EXERCISE DETAILS: In the listing below, find the line containing "the Win32 API" and the line containing "fn restore(&self, window: WindowHandle)". Repeat exactly those two lines and every line between them, nothing more.

------------------------------

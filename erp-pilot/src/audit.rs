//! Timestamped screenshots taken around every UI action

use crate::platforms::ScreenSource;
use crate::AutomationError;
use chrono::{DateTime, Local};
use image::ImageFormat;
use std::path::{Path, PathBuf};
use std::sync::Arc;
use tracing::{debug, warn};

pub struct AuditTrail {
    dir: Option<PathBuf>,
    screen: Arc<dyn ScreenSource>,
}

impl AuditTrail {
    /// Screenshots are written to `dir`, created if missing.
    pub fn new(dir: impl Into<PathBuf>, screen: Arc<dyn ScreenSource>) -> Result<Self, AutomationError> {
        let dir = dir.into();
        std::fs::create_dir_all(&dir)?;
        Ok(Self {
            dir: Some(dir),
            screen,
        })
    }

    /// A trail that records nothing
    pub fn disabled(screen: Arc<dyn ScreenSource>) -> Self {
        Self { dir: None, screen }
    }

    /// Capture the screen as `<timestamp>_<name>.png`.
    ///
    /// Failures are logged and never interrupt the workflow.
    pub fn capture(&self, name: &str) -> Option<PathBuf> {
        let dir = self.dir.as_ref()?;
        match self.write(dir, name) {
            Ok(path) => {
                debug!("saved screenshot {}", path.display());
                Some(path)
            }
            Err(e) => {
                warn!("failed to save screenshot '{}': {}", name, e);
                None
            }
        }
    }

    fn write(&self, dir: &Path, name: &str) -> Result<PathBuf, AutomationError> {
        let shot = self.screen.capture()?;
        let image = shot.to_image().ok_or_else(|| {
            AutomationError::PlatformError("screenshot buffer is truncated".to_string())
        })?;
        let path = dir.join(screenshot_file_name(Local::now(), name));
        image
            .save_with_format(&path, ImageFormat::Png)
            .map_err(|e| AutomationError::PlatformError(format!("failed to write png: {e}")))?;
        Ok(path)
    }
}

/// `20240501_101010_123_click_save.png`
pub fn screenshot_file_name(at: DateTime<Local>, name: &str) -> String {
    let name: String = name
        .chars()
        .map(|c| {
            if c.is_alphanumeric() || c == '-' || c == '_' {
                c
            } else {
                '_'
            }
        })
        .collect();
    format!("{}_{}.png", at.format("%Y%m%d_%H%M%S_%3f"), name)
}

------------------------------

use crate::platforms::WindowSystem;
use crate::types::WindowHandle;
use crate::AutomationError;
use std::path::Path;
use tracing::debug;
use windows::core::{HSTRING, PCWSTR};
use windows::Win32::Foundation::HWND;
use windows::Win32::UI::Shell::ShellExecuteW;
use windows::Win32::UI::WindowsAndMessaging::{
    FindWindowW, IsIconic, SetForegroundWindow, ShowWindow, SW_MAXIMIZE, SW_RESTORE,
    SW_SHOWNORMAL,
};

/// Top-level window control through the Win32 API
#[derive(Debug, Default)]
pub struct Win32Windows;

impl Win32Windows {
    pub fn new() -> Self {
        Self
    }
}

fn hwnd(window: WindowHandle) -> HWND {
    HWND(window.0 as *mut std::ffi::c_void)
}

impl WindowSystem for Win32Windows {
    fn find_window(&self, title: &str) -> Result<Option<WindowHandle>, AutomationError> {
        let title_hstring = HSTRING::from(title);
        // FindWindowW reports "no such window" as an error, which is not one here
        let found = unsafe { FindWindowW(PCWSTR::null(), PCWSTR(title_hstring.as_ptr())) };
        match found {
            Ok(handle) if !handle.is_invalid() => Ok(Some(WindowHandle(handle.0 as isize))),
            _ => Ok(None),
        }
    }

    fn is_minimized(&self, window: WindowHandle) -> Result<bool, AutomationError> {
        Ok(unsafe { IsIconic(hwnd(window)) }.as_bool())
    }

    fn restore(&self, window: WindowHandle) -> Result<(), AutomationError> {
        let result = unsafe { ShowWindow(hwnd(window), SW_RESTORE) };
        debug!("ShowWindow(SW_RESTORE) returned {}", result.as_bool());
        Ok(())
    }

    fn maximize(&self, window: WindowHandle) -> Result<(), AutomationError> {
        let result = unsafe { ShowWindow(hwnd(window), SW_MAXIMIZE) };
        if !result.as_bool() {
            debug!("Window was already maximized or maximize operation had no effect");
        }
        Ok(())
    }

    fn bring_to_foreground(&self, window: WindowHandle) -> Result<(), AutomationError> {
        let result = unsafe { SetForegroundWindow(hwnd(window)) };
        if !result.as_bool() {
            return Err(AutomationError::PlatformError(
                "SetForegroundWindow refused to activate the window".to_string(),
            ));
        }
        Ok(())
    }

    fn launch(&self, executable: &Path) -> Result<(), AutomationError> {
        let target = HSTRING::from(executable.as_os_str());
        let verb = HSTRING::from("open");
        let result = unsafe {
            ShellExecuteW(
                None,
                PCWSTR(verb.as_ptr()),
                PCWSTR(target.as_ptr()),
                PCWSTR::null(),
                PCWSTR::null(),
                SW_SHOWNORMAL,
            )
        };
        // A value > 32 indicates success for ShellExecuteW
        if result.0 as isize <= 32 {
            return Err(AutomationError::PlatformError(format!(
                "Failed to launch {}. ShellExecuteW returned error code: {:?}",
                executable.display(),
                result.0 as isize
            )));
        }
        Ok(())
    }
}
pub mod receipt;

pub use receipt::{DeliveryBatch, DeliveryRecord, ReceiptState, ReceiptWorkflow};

------------------------------

TASK ANSWER:
/// Top-level window control through the Win32 API
#[derive(Debug, Default)]
pub struct Win32Windows;

impl Win32Windows {
    pub fn new() -> Self {
        Self
    }
}

fn hwnd(window: WindowHandle) -> HWND {
    HWND(window.0 as *mut std::ffi::c_void)
}

impl WindowSystem for Win32Windows {
    fn find_window(&self, title: &str) -> Result<Option<WindowHandle>, AutomationError> {
        let title_hstring = HSTRING::from(title);
        // FindWindowW reports "no such window" as an error, which is not one here
        let found = unsafe { FindWindowW(PCWSTR::null(), PCWSTR(title_hstring.as_ptr())) };
        match found {
            Ok(handle) if !handle.is_invalid() => Ok(Some(WindowHandle(handle.0 as isize))),
            _ => Ok(None),
        }
    }

    fn is_minimized(&self, window: WindowHandle) -> Result<bool, AutomationError> {
        Ok(unsafe { IsIconic(hwnd(window)) }.as_bool())
    }

    fn restore(&self, window: WindowHandle) -> Result<(), AutomationError> {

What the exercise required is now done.